> _Problem to solve_: Every line in the records below with the string "sound" is to be copied out.

(Dataset extract begins)

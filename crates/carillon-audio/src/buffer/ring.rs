//! Per-sound playback ring.
//!
//! A fixed number of equally sized blocks, filled one block at a time by the
//! decode thread and consumed one block at a time by the hardware callback.
//! The two cursors are single-writer: only the decode thread stores
//! `fill_index`, only the mixer advances `play_index`. That makes the hand-off a
//! single-producer, single-consumer queue with no lock on the real-time side.

#![allow(clippy::unwrap_used)] // Tests use unwrap for brevity

use std::sync::atomic::{AtomicI16, AtomicI32, AtomicU64, Ordering};

/// Number of blocks in every playback ring.
pub const RING_BLOCKS: usize = 10;

/// Cursor value meaning "nothing written / consumed yet".
pub const NOTHING_YET: i32 = -1;

/// A block handed to the consumer, remembered with the cursor it was found at.
#[derive(Debug, Clone, Copy, PartialEq, Eq)]
pub struct ReadSlot {
    pub slot: usize,
    seen: u64,
}

/// Circular array of pre-sized audio blocks.
///
/// `fill_index` is the last block the producer finished writing and
/// `play_index` the last block the consumer took. At most
/// `RING_BLOCKS - 1` blocks are ever ready, so a full ring is never mistaken
/// for an empty one.
pub struct PlaybackRing {
    /// Block storage, `RING_BLOCKS * block_samples` interleaved samples.
    samples: Box<[AtomicI16]>,
    /// Interleaved samples per block.
    block_samples: usize,
    /// Last block written by the producer.
    fill_index: AtomicI32,
    /// Last block consumed by the consumer in the low half, reset
    /// generation in the high half.
    play_cursor: AtomicU64,
}

#[allow(clippy::cast_sign_loss)]
const fn pack_cursor(generation: u32, index: i32) -> u64 {
    ((generation as u64) << 32) | (index as u32 as u64)
}

#[allow(clippy::cast_possible_truncation)]
const fn cursor_index(cursor: u64) -> i32 {
    cursor as u32 as i32
}

#[allow(clippy::cast_possible_truncation)]
const fn cursor_generation(cursor: u64) -> u32 {
    (cursor >> 32) as u32
}

impl PlaybackRing {
    /// Create a ring of [`RING_BLOCKS`] blocks of `block_samples` samples each.
    pub fn new(block_samples: usize) -> Self {
        let samples = (0..RING_BLOCKS * block_samples)
            .map(|_| AtomicI16::new(0))
            .collect();
        Self {
            samples,
            block_samples,
            fill_index: AtomicI32::new(NOTHING_YET),
            play_cursor: AtomicU64::new(pack_cursor(0, NOTHING_YET)),
        }
    }

    /// Interleaved samples per block.
    pub const fn block_samples(&self) -> usize {
        self.block_samples
    }

    /// Whether the ring has any storage at all.
    pub const fn is_empty(&self) -> bool {
        self.block_samples == 0
    }

    /// Last block written, or [`NOTHING_YET`].
    pub fn fill_index(&self) -> i32 {
        self.fill_index.load(Ordering::Acquire)
    }

    /// Last block consumed, or [`NOTHING_YET`].
    pub fn play_index(&self) -> i32 {
        cursor_index(self.play_cursor.load(Ordering::Acquire))
    }

    /// Map a cursor to a slot. The sentinel behaves like the slot just before 0.
    const fn slot_of(index: i32) -> usize {
        if index < 0 {
            RING_BLOCKS - 1
        } else {
            index as usize % RING_BLOCKS
        }
    }

    /// Number of blocks written but not yet consumed.
    pub fn ready_blocks(&self) -> usize {
        let fill = Self::slot_of(self.fill_index());
        let play = Self::slot_of(self.play_index());
        (fill + RING_BLOCKS - play) % RING_BLOCKS
    }

    /// Whether every written block has been consumed.
    pub fn is_drained(&self) -> bool {
        self.ready_blocks() == 0
    }

    /// Producer side: the slot the next block goes into, or `None` when the
    /// ring is full.
    pub fn writable_slot(&self) -> Option<usize> {
        if self.is_empty() {
            return None;
        }
        let fill = Self::slot_of(self.fill_index.load(Ordering::Relaxed));
        let play = Self::slot_of(self.play_index());
        let next = (fill + 1) % RING_BLOCKS;
        (next != play).then_some(next)
    }

    /// Producer side: copy `block` into `slot`. Short input is zero-padded.
    pub fn write_block(&self, slot: usize, block: &[i16]) {
        let start = slot * self.block_samples;
        let target = &self.samples[start..start + self.block_samples];
        for (i, cell) in target.iter().enumerate() {
            cell.store(block.get(i).copied().unwrap_or(0), Ordering::Relaxed);
        }
    }

    /// Producer side: make `slot` visible to the consumer.
    pub fn publish(&self, slot: usize) {
        self.fill_index.store(slot as i32, Ordering::Release);
    }

    /// Consumer side: the next ready block, or `None` if nothing new is ready.
    ///
    /// The play cursor is loaded before `fill_index`. A reset landing between
    /// the two loads then leaves `seen` on the old generation and the later
    /// [`consume`](Self::consume) fails instead of moving the new cursor past
    /// the new fill index.
    pub fn readable_slot(&self) -> Option<ReadSlot> {
        let seen = self.play_cursor.load(Ordering::Acquire);
        let fill = self.fill_index.load(Ordering::Acquire);
        self.slot_after(seen, fill)
    }

    /// The block following cursor `seen`, given fill index `fill`.
    fn slot_after(&self, seen: u64, fill: i32) -> Option<ReadSlot> {
        if fill == NOTHING_YET || self.is_empty() {
            return None;
        }
        let play = Self::slot_of(cursor_index(seen));
        if play == Self::slot_of(fill) {
            return None;
        }
        Some(ReadSlot {
            slot: (play + 1) % RING_BLOCKS,
            seen,
        })
    }

    /// Consumer side: the samples of `slot`.
    pub fn block(&self, slot: usize) -> &[AtomicI16] {
        let start = slot * self.block_samples;
        &self.samples[start..start + self.block_samples]
    }

    /// Consumer side: mark a block as consumed. Does nothing if the ring was
    /// reset since the block was looked up.
    pub fn consume(&self, read: ReadSlot) -> bool {
        let next = pack_cursor(cursor_generation(read.seen), read.slot as i32);
        self.play_cursor
            .compare_exchange(
                read.seen,
                next,
                Ordering::AcqRel,
                Ordering::Relaxed,
            )
            .is_ok()
    }

    /// Forget all cursors. Must not race with the producer; a consumer still
    /// holding a [`ReadSlot`] from before the reset can no longer move the
    /// play cursor.
    pub fn reset(&self) {
        self.fill_index.store(NOTHING_YET, Ordering::Release);
        let generation = cursor_generation(self.play_cursor.load(Ordering::Acquire));
        self.play_cursor.store(
            pack_cursor(generation.wrapping_add(1), NOTHING_YET),
            Ordering::Release,
        );
    }
}

#[cfg(test)]
mod tests {
    use super::*;
    use proptest::prelude::*;
    use std::sync::Arc;

    fn read_block(ring: &PlaybackRing) -> Option<Vec<i16>> {
        let read = ring.readable_slot()?;
        let block = ring
            .block(read.slot)
            .iter()
            .map(|s| s.load(Ordering::Relaxed))
            .collect();
        assert!(ring.consume(read));
        Some(block)
    }

    fn write_value(ring: &PlaybackRing, value: i16) -> bool {
        let Some(slot) = ring.writable_slot() else {
            return false;
        };
        ring.write_block(slot, &vec![value; ring.block_samples()]);
        ring.publish(slot);
        true
    }

    #[test]
    fn test_starts_empty() {
        let ring = PlaybackRing::new(8);
        assert_eq!(ring.fill_index(), NOTHING_YET);
        assert_eq!(ring.play_index(), NOTHING_YET);
        assert!(ring.is_drained());
        assert!(ring.readable_slot().is_none());
        assert_eq!(ring.writable_slot(), Some(0));
    }

    #[test]
    fn test_fills_up_to_one_less_than_capacity() {
        let ring = PlaybackRing::new(4);
        let mut written = 0;
        while write_value(&ring, 1) {
            written += 1;
        }
        assert_eq!(written, RING_BLOCKS - 1);
        assert_eq!(ring.ready_blocks(), RING_BLOCKS - 1);

        // Consuming one block frees exactly one slot.
        assert!(read_block(&ring).is_some());
        assert!(write_value(&ring, 2));
        assert!(!write_value(&ring, 3));
    }

    #[test]
    fn test_blocks_come_out_in_order() {
        let ring = PlaybackRing::new(2);
        for round in 0..3 {
            for v in 0..5i16 {
                assert!(write_value(&ring, round * 10 + v));
            }
            for v in 0..5i16 {
                assert_eq!(read_block(&ring).unwrap(), vec![round * 10 + v; 2]);
            }
            assert!(read_block(&ring).is_none());
        }
    }

    #[test]
    fn test_short_block_is_zero_padded() {
        let ring = PlaybackRing::new(4);
        let slot = ring.writable_slot().unwrap();
        ring.write_block(slot, &[7, 7]);
        ring.publish(slot);
        assert_eq!(read_block(&ring).unwrap(), vec![7, 7, 0, 0]);
    }

    #[test]
    fn test_reset_forgets_cursors() {
        let ring = PlaybackRing::new(2);
        write_value(&ring, 1);
        write_value(&ring, 2);
        read_block(&ring);
        ring.reset();
        assert!(ring.is_drained());
        assert!(ring.readable_slot().is_none());
        assert_eq!(ring.writable_slot(), Some(0));
    }

    #[test]
    fn test_stale_consume_after_reset_is_ignored() {
        let ring = PlaybackRing::new(2);
        write_value(&ring, 1);
        write_value(&ring, 2);
        let read = ring.readable_slot().unwrap();
        ring.reset();
        assert!(!ring.consume(read));
        assert_eq!(ring.play_index(), NOTHING_YET);

        write_value(&ring, 3);
        assert_eq!(read_block(&ring).unwrap(), vec![3, 3]);
    }

    #[test]
    fn test_reset_between_cursor_and_fill_loads_does_not_wedge() {
        let ring = PlaybackRing::new(2);
        for v in 1..=5 {
            write_value(&ring, v);
        }

        // Consumer loads the cursor, then the sound is recycled before it
        // loads the fill index.
        let seen = ring.play_cursor.load(Ordering::Acquire);
        ring.reset();
        let fill = ring.fill_index.load(Ordering::Acquire);
        assert!(ring.slot_after(seen, fill).is_none());

        // Reset lands after both loads: the slot is found but cannot be
        // consumed.
        write_value(&ring, 7);
        let seen = ring.play_cursor.load(Ordering::Acquire);
        let fill = ring.fill_index.load(Ordering::Acquire);
        ring.reset();
        let stale = ring.slot_after(seen, fill).unwrap();
        assert!(!ring.consume(stale));
        assert_eq!(ring.play_index(), NOTHING_YET);

        // The ring still cycles through every slot after the reset.
        for round in 0..3i16 {
            for v in 0..(RING_BLOCKS as i16 - 1) {
                assert!(write_value(&ring, round * 100 + v));
            }
            assert!(!write_value(&ring, -1));
            for v in 0..(RING_BLOCKS as i16 - 1) {
                assert_eq!(read_block(&ring).unwrap(), vec![round * 100 + v; 2]);
            }
            assert!(read_block(&ring).is_none());
        }
    }

    #[test]
    fn test_zero_sized_ring_never_yields_slots() {
        let ring = PlaybackRing::new(0);
        assert!(ring.is_empty());
        assert!(ring.writable_slot().is_none());
        assert!(ring.readable_slot().is_none());
    }

    #[test]
    fn test_concurrent_access() {
        use std::thread;

        let ring = Arc::new(PlaybackRing::new(64));
        let producer = Arc::clone(&ring);
        let consumer = ring;

        let writer = thread::spawn(move || {
            let mut next = 0i16;
            while next < 500 {
                if write_value(&producer, next) {
                    next += 1;
                } else {
                    thread::yield_now();
                }
            }
        });

        let reader = thread::spawn(move || {
            let mut expected = 0i16;
            while expected < 500 {
                match read_block(&consumer) {
                    Some(block) => {
                        assert!(block.iter().all(|&s| s == expected));
                        expected += 1;
                    }
                    None => thread::yield_now(),
                }
            }
            expected
        });

        writer.join().unwrap();
        assert_eq!(reader.join().unwrap(), 500);
    }

    proptest! {
        #[test]
        fn prop_fill_stays_within_reach_of_play(ops in proptest::collection::vec(any::<bool>(), 0..200)) {
            let ring = PlaybackRing::new(1);
            let mut written = 0i16;
            let mut read = 0i16;
            for produce in ops {
                if produce {
                    if write_value(&ring, written) {
                        written += 1;
                    }
                } else if let Some(block) = read_block(&ring) {
                    prop_assert_eq!(block[0], read);
                    read += 1;
                }
                prop_assert!(ring.ready_blocks() < RING_BLOCKS);
                prop_assert_eq!(ring.ready_blocks(), (written - read) as usize);
            }
        }
    }
}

(Dataset extract ends)

> _Solution for this exercise_:
//! Per-sound playback ring.
        // Consumer loads the cursor, then the sound is recycled before it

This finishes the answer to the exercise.